impl ResilientClient {
    pub fn new(
        pool: Arc<CredentialPool>,
        models: Arc<ModelResolver>,
        backend: Arc<dyn GenerationBackend>,
        config: &ClientConfig,
    ) -> Self {
        Self {
            pool,
            models,
            backend,
            retry: RetryPolicy {
                limit: config.retry_limit,
                base: config.backoff_base,
                max: config.backoff_max,
            },
            request_timeout: config.request_timeout,
        }
    }

    /// Build a pool and resolver from `config` and wrap them in a client.
    pub fn from_config(config: &ClientConfig, backend: Arc<dyn GenerationBackend>) -> Self {
        Self::new(
            Arc::new(CredentialPool::from_config(config)),
            Arc::new(ModelResolver::new(config.models.clone())),
            backend,
            config,
        )
    }

    pub fn pool(&self) -> &CredentialPool {
        &self.pool
    }

    pub fn models(&self) -> &ModelResolver {
        &self.models
    }

    pub fn backend_name(&self) -> &'static str {
        self.backend.name()
    }

    /// Run one logical request, decoding the response with `parse`.
    ///
    /// A response that fails to parse counts as ModelUnavailable for that
    /// (credential, model) pair.
    pub async fn execute<T, F>(
        &self,
        request: &GenerationRequest<'_>,
        parse: F,
    ) -> Result<Completion<T>, ExecuteError>
    where
        F: Fn(&str) -> Result<T, ParseError>,
    {
        self.run(request, &parse, None).await
    }

    /// Like [`execute`](Self::execute), but abandons the request as soon as
    /// `cancel` fires.
    pub async fn execute_cancellable<T, F>(
        &self,
        request: &GenerationRequest<'_>,
        parse: F,
        cancel: &CancellationToken,
    ) -> Result<Completion<T>, ExecuteError>
    where
        F: Fn(&str) -> Result<T, ParseError>,
    {
        self.run(request, &parse, Some(cancel)).await
    }

    /// Send a minimal prompt with one credential, trying each model in turn.
    ///
    /// Outcomes are reported to the pool like any other call.
    pub async fn probe(&self, ordinal: usize) -> ProbeReport {
        let mut session = LogicalRequest::new();
        let Some(lease) = self.pool.lease(ordinal) else {
            return ProbeReport {
                ordinal,
                model: None,
                attempts: Vec::new(),
            };
        };

        let request = GenerationRequest::text(PROBE_PROMPT);
        let parse = |_: &str| Ok::<(), ParseError>(());
        let model = match self
            .drive_credential(&lease, &request, &parse, &mut session, None)
            .await
        {
            Step::Succeeded((), model) => Some(model),
            Step::Rotate | Step::Cancelled => None,
        };

        ProbeReport {
            ordinal,
            model,
            attempts: session.trail,
        }
    }

    async fn run<T, F>(
        &self,
        request: &GenerationRequest<'_>,
        parse: &F,
        cancel: Option<&CancellationToken>,
    ) -> Result<Completion<T>, ExecuteError>
    where
        F: Fn(&str) -> Result<T, ParseError>,
    {
        let mut session = LogicalRequest::new();

        loop {
            let Some(lease) = self.pool.next(&session.done) else {
                session.transition(RequestState::Failed);
                tracing::warn!(
                    attempts = session.trail.len(),
                    "No credential left to try, giving up"
                );
                return Err(ExecuteError::AllExhausted {
                    trail: session.trail,
                });
            };

            match self
                .drive_credential(&lease, request, parse, &mut session, cancel)
                .await
            {
                Step::Succeeded(value, _) => {
                    return Ok(Completion {
                        value,
                        attempts: session.trail,
                    });
                }
                Step::Rotate => {
                    session.done.insert(lease.ordinal);
                    tracing::info!(credential = lease.ordinal, "Rotating to next credential");
                }
                Step::Cancelled => {
                    session.transition(RequestState::Failed);
                    return Err(ExecuteError::Cancelled {
                        trail: session.trail,
                    });
                }
            }
        }
    }

    /// Try every untried model on one credential.
    async fn drive_credential<T, F>(
        &self,
        lease: &CredentialLease,
        request: &GenerationRequest<'_>,
        parse: &F,
        session: &mut LogicalRequest,
        cancel: Option<&CancellationToken>,
    ) -> Step<T>
    where
        F: Fn(&str) -> Result<T, ParseError>,
    {
        for model in self.models.candidates() {
            if !session.tried.insert((lease.ordinal, model.name.clone())) {
                continue;
            }

            let mut retries = 0;
            loop {
                session.transition(RequestState::Attempting);
                let Some(result) = self.call(lease, model, request, cancel).await else {
                    return Step::Cancelled;
                };

                let result = result.and_then(|text| {
                    parse(&text)
                        .map_err(|e| CallError::ModelUnavailable(format!("unusable response: {e}")))
                });

                let error = match result {
                    Ok(value) => {
                        session
                            .trail
                            .push(AttemptRecord::success(lease.ordinal, &model.name));
                        self.pool.report_success(lease.ordinal);
                        session.transition(RequestState::Succeeded);
                        tracing::debug!(
                            credential = lease.ordinal,
                            model = %model.name,
                            outcome = %Outcome::Success,
                            "Attempt succeeded"
                        );
                        return Step::Succeeded(value, model.name.clone());
                    }
                    Err(error) => error,
                };

                session
                    .trail
                    .push(AttemptRecord::failure(lease.ordinal, &model.name, &error));
                tracing::debug!(
                    credential = lease.ordinal,
                    model = %model.name,
                    outcome = %error.outcome(),
                    error = %error,
                    "Attempt failed"
                );

                match error {
                    CallError::QuotaExceeded { retry_after, .. } => {
                        self.pool.report_quota_exceeded(lease.ordinal, retry_after);
                        return Step::Rotate;
                    }
                    CallError::AuthInvalid(_) => {
                        self.pool.report_auth_invalid(lease.ordinal);
                        return Step::Rotate;
                    }
                    CallError::ModelUnavailable(_) => break,
                    CallError::TransientNetwork(_) => {
                        if retries >= self.retry.limit {
                            tracing::info!(
                                credential = lease.ordinal,
                                model = %model.name,
                                retries,
                                "Retry limit reached, moving to next model"
                            );
                            break;
                        }
                        let delay = self.retry.delay(retries);
                        retries += 1;
                        session.transition(RequestState::Backoff);
                        tracing::debug!(
                            credential = lease.ordinal,
                            model = %model.name,
                            attempt = retries,
                            delay_ms = delay.as_millis() as u64,
                            "Transient failure, backing off"
                        );
                        if !sleep_unless_cancelled(delay, cancel).await {
                            return Step::Cancelled;
                        }
                    }
                }
            }
        }

        Step::Rotate
    }

    /// Issue one call under the request timeout.
    ///
    /// Returns `None` if cancelled before the call finished.
    async fn call(
        &self,
        lease: &CredentialLease,
        model: &ModelCandidate,
        request: &GenerationRequest<'_>,
        cancel: Option<&CancellationToken>,
    ) -> Option<Result<String, CallError>> {
        let call = tokio::time::timeout(
            self.request_timeout,
            self.backend
                .generate(lease.secret.expose(), &model.name, request),
        );

        let result = match cancel {
            Some(token) => tokio::select! {
                biased;
                _ = token.cancelled() => return None,
                result = call => result,
            },
            None => call.await,
        };

        Some(result.unwrap_or_else(|_| {
            Err(CallError::TransientNetwork(format!(
                "request timed out after {}s",
                self.request_timeout.as_secs_f64()
            )))
        }))
    }
}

* * *

Would you transcribe the whole listing, keeping every character the same?

→ **The completed task**
impl ResilientClient {
    pub fn new(
        pool: Arc<CredentialPool>,
        models: Arc<ModelResolver>,
        backend: Arc<dyn GenerationBackend>,
        config: &ClientConfig,
    ) -> Self {
        Self {
            pool,
            models,
            backend,
            retry: RetryPolicy {
                limit: config.retry_limit,
                base: config.backoff_base,
                max: config.backoff_max,
            },
            request_timeout: config.request_timeout,
        }
    }

    /// Build a pool and resolver from `config` and wrap them in a client.
    pub fn from_config(config: &ClientConfig, backend: Arc<dyn GenerationBackend>) -> Self {
        Self::new(
            Arc::new(CredentialPool::from_config(config)),
            Arc::new(ModelResolver::new(config.models.clone())),
            backend,
            config,
        )
    }

    pub fn pool(&self) -> &CredentialPool {
        &self.pool
    }

    pub fn models(&self) -> &ModelResolver {
        &self.models
    }

    pub fn backend_name(&self) -> &'static str {
        self.backend.name()
    }

    /// Run one logical request, decoding the response with `parse`.
    ///
    /// A response that fails to parse counts as ModelUnavailable for that
    /// (credential, model) pair.
    pub async fn execute<T, F>(
        &self,
        request: &GenerationRequest<'_>,
        parse: F,
    ) -> Result<Completion<T>, ExecuteError>
    where
        F: Fn(&str) -> Result<T, ParseError>,
    {
        self.run(request, &parse, None).await
    }

    /// Like [`execute`](Self::execute), but abandons the request as soon as
    /// `cancel` fires.
    pub async fn execute_cancellable<T, F>(
        &self,
        request: &GenerationRequest<'_>,
        parse: F,
        cancel: &CancellationToken,
    ) -> Result<Completion<T>, ExecuteError>
    where
        F: Fn(&str) -> Result<T, ParseError>,
    {
        self.run(request, &parse, Some(cancel)).await
    }

    /// Send a minimal prompt with one credential, trying each model in turn.
    ///
    /// Outcomes are reported to the pool like any other call.
    pub async fn probe(&self, ordinal: usize) -> ProbeReport {
        let mut session = LogicalRequest::new();
        let Some(lease) = self.pool.lease(ordinal) else {
            return ProbeReport {
                ordinal,
                model: None,
                attempts: Vec::new(),
            };
        };

        let request = GenerationRequest::text(PROBE_PROMPT);
        let parse = |_: &str| Ok::<(), ParseError>(());
        let model = match self
            .drive_credential(&lease, &request, &parse, &mut session, None)
            .await
        {
            Step::Succeeded((), model) => Some(model),
            Step::Rotate | Step::Cancelled => None,
        };

        ProbeReport {
            ordinal,
            model,
            attempts: session.trail,
        }
    }

    async fn run<T, F>(
        &self,
        request: &GenerationRequest<'_>,
        parse: &F,
        cancel: Option<&CancellationToken>,
    ) -> Result<Completion<T>, ExecuteError>
    where
        F: Fn(&str) -> Result<T, ParseError>,
    {
        let mut session = LogicalRequest::new();

        loop {
            let Some(lease) = self.pool.next(&session.done) else {
                session.transition(RequestState::Failed);
                tracing::warn!(
                    attempts = session.trail.len(),
                    "No credential left to try, giving up"
                );
                return Err(ExecuteError::AllExhausted {
                    trail: session.trail,
                });
            };

            match self
                .drive_credential(&lease, request, parse, &mut session, cancel)
                .await
            {
                Step::Succeeded(value, _) => {
                    return Ok(Completion {
                        value,
                        attempts: session.trail,
                    });
                }
                Step::Rotate => {
                    session.done.insert(lease.ordinal);
                    tracing::info!(credential = lease.ordinal, "Rotating to next credential");
                }
                Step::Cancelled => {
                    session.transition(RequestState::Failed);
                    return Err(ExecuteError::Cancelled {
                        trail: session.trail,
                    });
                }
            }
        }
    }

    /// Try every untried model on one credential.
    async fn drive_credential<T, F>(
        &self,
        lease: &CredentialLease,
        request: &GenerationRequest<'_>,
        parse: &F,
        session: &mut LogicalRequest,
        cancel: Option<&CancellationToken>,
    ) -> Step<T>
    where
        F: Fn(&str) -> Result<T, ParseError>,
    {
        for model in self.models.candidates() {
            if !session.tried.insert((lease.ordinal, model.name.clone())) {
                continue;
            }

            let mut retries = 0;
            loop {
                session.transition(RequestState::Attempting);
                let Some(result) = self.call(lease, model, request, cancel).await else {
                    return Step::Cancelled;
                };

                let result = result.and_then(|text| {
                    parse(&text)
                        .map_err(|e| CallError::ModelUnavailable(format!("unusable response: {e}")))
                });

                let error = match result {
                    Ok(value) => {
                        session
                            .trail
                            .push(AttemptRecord::success(lease.ordinal, &model.name));
                        self.pool.report_success(lease.ordinal);
                        session.transition(RequestState::Succeeded);
                        tracing::debug!(
                            credential = lease.ordinal,
                            model = %model.name,
                            outcome = %Outcome::Success,
                            "Attempt succeeded"
                        );
                        return Step::Succeeded(value, model.name.clone());
                    }
                    Err(error) => error,
                };

                session
                    .trail
                    .push(AttemptRecord::failure(lease.ordinal, &model.name, &error));
                tracing::debug!(
                    credential = lease.ordinal,
                    model = %model.name,
                    outcome = %error.outcome(),
                    error = %error,
                    "Attempt failed"
                );

                match error {
                    CallError::QuotaExceeded { retry_after, .. } => {
                        self.pool.report_quota_exceeded(lease.ordinal, retry_after);
                        return Step::Rotate;
                    }
                    CallError::AuthInvalid(_) => {
                        self.pool.report_auth_invalid(lease.ordinal);
                        return Step::Rotate;
                    }
                    CallError::ModelUnavailable(_) => break,
                    CallError::TransientNetwork(_) => {
                        if retries >= self.retry.limit {
                            tracing::info!(
                                credential = lease.ordinal,
                                model = %model.name,
                                retries,
                                "Retry limit reached, moving to next model"
                            );
                            break;
                        }
                        let delay = self.retry.delay(retries);
                        retries += 1;
                        session.transition(RequestState::Backoff);
                        tracing::debug!(
                            credential = lease.ordinal,
                            model = %model.name,
                            attempt = retries,
                            delay_ms = delay.as_millis() as u64,
                            "Transient failure, backing off"
                        );
                        if !sleep_unless_cancelled(delay, cancel).await {
                            return Step::Cancelled;
                        }
                    }
                }
            }
        }

        Step::Rotate
    }

    /// Issue one call under the request timeout.
    ///
    /// Returns `None` if cancelled before the call finished.
    async fn call(
        &self,
        lease: &CredentialLease,
        model: &ModelCandidate,
        request: &GenerationRequest<'_>,
        cancel: Option<&CancellationToken>,
    ) -> Option<Result<String, CallError>> {
        let call = tokio::time::timeout(
            self.request_timeout,
            self.backend
                .generate(lease.secret.expose(), &model.name, request),
        );

        let result = match cancel {
            Some(token) => tokio::select! {
                biased;
                _ = token.cancelled() => return None,
                result = call => result,
            },
            None => call.await,
        };

        Some(result.unwrap_or_else(|_| {
            Err(CallError::TransientNetwork(format!(
                "request timed out after {}s",
                self.request_timeout.as_secs_f64()
            )))
        }))
    }
}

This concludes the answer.